WHAT IS EXPECTED: Go through the data below. Pull out every line that has the word "next".

RECORD SET:
• • • • • • •

//! Bit sources and their precedence.
//!
//! A [`BitSource`] holds every producer at once: the manual override, the
//! BER countdown and the word queue. Which one answers a poll is decided by
//! [`BitSource::active`], an explicit match over [`ActiveSource`]:
//!
//! 1. manual override (non-consuming)
//! 2. BER pattern while `remaining > 0`
//! 3. word queue while non-empty
//! 4. idle

use serde::{Deserialize, Serialize};
use std::collections::VecDeque;

use crate::bit::Bit;
use crate::encode::encode_word;
use crate::error::EncodeResult;

/// Default number of polls in a BER test.
pub const DEFAULT_BER_LENGTH: u32 = 200;

/// The producer that will answer the next poll.
#[derive(Debug, Clone, Copy, PartialEq, Eq)]
pub enum ActiveSource {
    /// Operator forced a constant bit.
    ManualOverride(Bit),
    /// Alternating test pattern with `remaining` polls left.
    BerPattern {
        /// Polls left in the test.
        remaining: u32,
    },
    /// Queued word bits, `len` of them.
    WordQueue {
        /// Bits waiting in the queue.
        len: usize,
    },
    /// Nothing to send.
    Idle,
}

/// Where a polled bit came from.
#[derive(Debug, Clone, Copy, PartialEq, Eq, Hash, Serialize, Deserialize)]
#[serde(rename_all = "snake_case")]
pub enum SourceKind {
    /// Manual override.
    Override,
    /// BER test pattern.
    Ber,
    /// Word queue.
    Word,
}

impl ActiveSource {
    /// Kind of the source, `None` when idle.
    pub fn kind(&self) -> Option<SourceKind> {
        match self {
            ActiveSource::ManualOverride(_) => Some(SourceKind::Override),
            ActiveSource::BerPattern { .. } => Some(SourceKind::Ber),
            ActiveSource::WordQueue { .. } => Some(SourceKind::Word),
            ActiveSource::Idle => None,
        }
    }
}

/// All bit producers with their precedence rule.
#[derive(Debug, Clone, Default)]
pub struct BitSource {
    manual: Option<Bit>,
    ber_remaining: u32,
    queue: VecDeque<Bit>,
}

impl BitSource {
    /// Creates an idle source.
    pub fn new() -> Self {
        Self::default()
    }

    /// Selects the producer for the next poll without consuming anything.
    pub fn active(&self) -> ActiveSource {
        match (self.manual, self.ber_remaining, self.queue.len()) {
            (Some(bit), _, _) => ActiveSource::ManualOverride(bit),
            (None, remaining, _) if remaining > 0 => ActiveSource::BerPattern { remaining },
            (None, _, len) if len > 0 => ActiveSource::WordQueue { len },
            _ => ActiveSource::Idle,
        }
    }

    /// Polls the next bit, `None` when idle.
    pub fn poll(&mut self) -> Option<Bit> {
        self.poll_with_kind().map(|(bit, _)| bit)
    }

    /// Polls the next bit together with the producer that supplied it.
    pub fn poll_with_kind(&mut self) -> Option<(Bit, SourceKind)> {
        match self.active() {
            ActiveSource::ManualOverride(bit) => Some((bit, SourceKind::Override)),
            ActiveSource::BerPattern { remaining } => {
                self.ber_remaining = remaining - 1;
                Some((Bit::from_parity(self.ber_remaining), SourceKind::Ber))
            }
            ActiveSource::WordQueue { .. } => self.queue.pop_front().map(|b| (b, SourceKind::Word)),
            ActiveSource::Idle => None,
        }
    }

    /// Forces every poll to return `bit`.
    pub fn set_override(&mut self, bit: Bit) {
        self.manual = Some(bit);
    }

    /// Releases the manual override. Returns the bit that was set.
    pub fn clear_override(&mut self) -> Option<Bit> {
        self.manual.take()
    }

    /// Key-press semantics: the active bit clears, any other bit sets.
    ///
    /// Returns the override in effect afterwards.
    pub fn toggle_override(&mut self, bit: Bit) -> Option<Bit> {
        self.manual = match self.manual {
            Some(current) if current == bit => None,
            _ => Some(bit),
        };
        self.manual
    }

    /// Current manual override.
    pub fn override_bit(&self) -> Option<Bit> {
        self.manual
    }

    /// Starts (or restarts) a BER test of `length` polls.
    pub fn start_ber(&mut self, length: u32) {
        self.ber_remaining = length;
    }

    /// Polls left in the running BER test.
    pub fn ber_remaining(&self) -> u32 {
        self.ber_remaining
    }

    /// Appends bits to the queue tail.
    pub fn enqueue_bits<I: IntoIterator<Item = Bit>>(&mut self, bits: I) {
        self.queue.extend(bits);
    }

    /// Encodes `text` and appends it followed by `pad_zero_bits` zeros.
    ///
    /// Nothing is appended when the word is rejected or empty. Returns the
    /// number of bits queued.
    pub fn enqueue_word(&mut self, text: &str, pad_zero_bits: u32) -> EncodeResult<usize> {
        let bits = encode_word(text)?;
        if bits.is_empty() {
            return Ok(0);
        }
        let padding = std::iter::repeat(Bit::Zero).take(pad_zero_bits as usize);
        let before = self.queue.len();
        self.queue.extend(bits.into_iter().chain(padding));
        Ok(self.queue.len() - before)
    }

    /// Bits waiting in the word queue.
    pub fn queued_bits(&self) -> usize {
        self.queue.len()
    }

    /// True when a poll would return no bit.
    pub fn is_idle(&self) -> bool {
        self.active() == ActiveSource::Idle
    }
}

• • • • • • •

ANSWER TO THE EXERCISE:
/// The producer that will answer the next poll.
    /// Selects the producer for the next poll without consuming anything.
    /// Polls the next bit, `None` when idle.
    /// Polls the next bit together with the producer that supplied it.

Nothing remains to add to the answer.